2. Unless your insurance will pay to have them analyzed, or the manufacturer will, discard every surge protector that was connected at the time. You want nothing to do with them, unless it is to autopsy them, or have them autopsied, something the protector manufacturer may be willing to do for free, and may even pay to have you send theirs back to them. Some of the better ones should have some protection without a true safety ground (neutral is technically a ground, while the separate ground is called a "safety ground"). Most breaker panels bind neutral and ground together, with only a few areas not allowing this (yet), and that bonded N+G then goes to that single-point ground rod.

3. Most electronics (aside from ancient non-computerized major appliances), has a level of transient/surge protection built-in. It would be safe to assume that what you saw inside the TiVo, may have happened in everything else (especially since that WAS the surge protection circuit in your TiVo that blew). Just because something still works, does not mean it has any protection left, and is without damage. I've seen devices with much greater soot blasts than your TiVo somehow still work.

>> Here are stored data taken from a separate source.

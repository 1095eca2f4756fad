//! Performance benchmarks for critical game systems

use server::dispatch::handle_request;
use server::game::{GameSession, RepeatGuessPolicy};
use server::reveal::RevealedState;
use server::session_manager::SessionManager;
use server::words::{FixedWord, Vocabulary, Word, WordSource};
use shared::{Request, Response};
use std::net::SocketAddr;
use std::time::{Duration, Instant};

const LETTER_ORDER: &str = "EARIOTNSLCUDPMHGBFYWKVXZJQ";

/// Plays one game to completion and returns true if it was won.
fn play(game: &mut GameSession, words: &dyn WordSource) -> bool {
    handle_request(game, words, Request::StartGame);

    for letter in LETTER_ORDER.chars() {
        match handle_request(game, words, Request::CheckGuess { char_clicked: letter }) {
            Response::GuessChecked { win: true, .. } => return true,
            Response::GuessChecked { lost: true, .. } => return false,
            Response::GuessChecked { .. } => {}
            other => panic!("Unexpected response: {:?}", other),
        }
    }

    false
}

/// Benchmarks masking and revealing a long word
#[test]
fn benchmark_reveal() {
    let word = Word::parse("BOSNIA AND HERZEGOVINA").unwrap();

    let iterations = 100_000;
    let start = Instant::now();

    for _ in 0..iterations {
        let mut state = RevealedState::mask(&word);
        for letter in ['A', 'N', 'O', 'Z'] {
            state = state.reveal(&word, letter);
        }
        assert!(state.remaining() > 0);
    }

    let duration = start.elapsed();
    println!(
        "Reveal: {} iterations in {:?} ({:.2} ns/iter)",
        iterations,
        duration,
        duration.as_nanos() as f64 / iterations as f64
    );

    // Should complete in under 2 seconds
    assert!(duration.as_millis() < 2000);
}

/// Benchmarks whole games through request dispatch
#[test]
fn benchmark_full_games() {
    let words = Vocabulary::builtin();
    let mut game = GameSession::new(RepeatGuessPolicy::Ignore);

    let iterations = 10_000;
    let start = Instant::now();
    let mut won = 0;

    for _ in 0..iterations {
        if play(&mut game, &words) {
            won += 1;
        }
    }

    let duration = start.elapsed();
    println!(
        "Full games: {} games ({} won) in {:?} ({:.2} μs/game)",
        iterations,
        won,
        duration,
        duration.as_micros() as f64 / iterations as f64
    );

    // Should complete in under 3 seconds
    assert!(duration.as_millis() < 3000);
}

/// Stress tests many sessions each playing their own game
#[tokio::test]
async fn stress_test_many_sessions() {
    let words = FixedWord(Word::parse("ESTONIA").unwrap());
    let mut manager = SessionManager::new(1000, Duration::from_secs(60), RepeatGuessPolicy::Ignore);

    let addrs: Vec<SocketAddr> = (0..1000u16)
        .map(|port| SocketAddr::from(([127, 0, 0, 1], 10_000 + port)))
        .collect();

    let start = Instant::now();

    for addr in &addrs {
        assert!(manager.add_session(*addr).is_some());
    }

    for addr in &addrs {
        let session = manager.touch_by_addr(*addr).unwrap();
        let mut game = session.game.lock().await;
        assert!(play(&mut game, &words));
    }

    let duration = start.elapsed();
    println!("Session stress: {} sessions in {:?}", manager.len(), duration);

    assert_eq!(manager.len(), 1000);
    // Should complete in under 2 seconds
    assert!(duration.as_millis() < 2000);
}

/// Benchmarks session lookup by address as the table grows
#[test]
fn benchmark_session_lookup() {
    let mut manager = SessionManager::new(500, Duration::from_secs(60), RepeatGuessPolicy::Ignore);
    let addrs: Vec<SocketAddr> = (0..500u16)
        .map(|port| SocketAddr::from(([127, 0, 0, 1], 20_000 + port)))
        .collect();
    for addr in &addrs {
        manager.add_session(*addr);
    }

    let iterations = 100_000;
    let start = Instant::now();

    for i in 0..iterations {
        let addr = addrs[i % addrs.len()];
        assert!(manager.touch_by_addr(addr).is_some());
    }

    let duration = start.elapsed();
    println!(
        "Session lookup: {} lookups in {:?} ({:.2} ns/lookup)",
        iterations,
        duration,
        duration.as_nanos() as f64 / iterations as f64
    );

    // Linear scan over 500 sessions; should stay under 5 seconds
    assert!(duration.as_millis() < 5000);
}

/// Benchmarks packet serialization for the largest response
#[test]
fn benchmark_packet_serialization() {
    use bincode::{deserialize, serialize};
    use shared::{Cell, Packet};

    let packet = Packet::Response {
        request_id: 12345,
        response: Response::GuessChecked {
            word: "UNITED ARAB EMIRATES".chars().map(Cell::Shown).collect(),
            correct_guess: true,
            incorrect_guesses: 3,
            win: false,
            lost: false,
            repeated: false,
        },
    };

    let iterations = 10_000;
    let start = Instant::now();

    for _ in 0..iterations {
        let serialized = serialize(&packet).unwrap();
        let _deserialized: Packet = deserialize(&serialized).unwrap();
    }

    let duration = start.elapsed();
    println!(
        "Packet serialization: {} iterations in {:?} ({:.2} μs/iter)",
        iterations,
        duration,
        duration.as_micros() as f64 / iterations as f64
    );

    // Should complete in under 2 seconds
    assert!(duration.as_millis() < 2000);
}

4. For safety, if you try to repair anything, replace the entire power supply to insure you have re-established the electrical safety/surge portion of it.

As far as selling anything that you repaired: Without FULL-disclosure of the equipment being repaired by yourself, and that the repairs are due to lightning damage, and you can not guarantee the product, you might as well just ask somebody to sue you. I will not help you with repair advice, if your goal is to sell, without FULL disclosure.

I really need to know where the strike hit, and where the spike entered. That your computer power supply survived, along with the rest of it, less the mainboard, plus what else you have additionally disclosed, makes me wonder if the surge might have came in over the cable, and exited via the home wiring.

Even if you have no landline service, there's a chance that the strike could come in through the phone wiring, or might have went through it.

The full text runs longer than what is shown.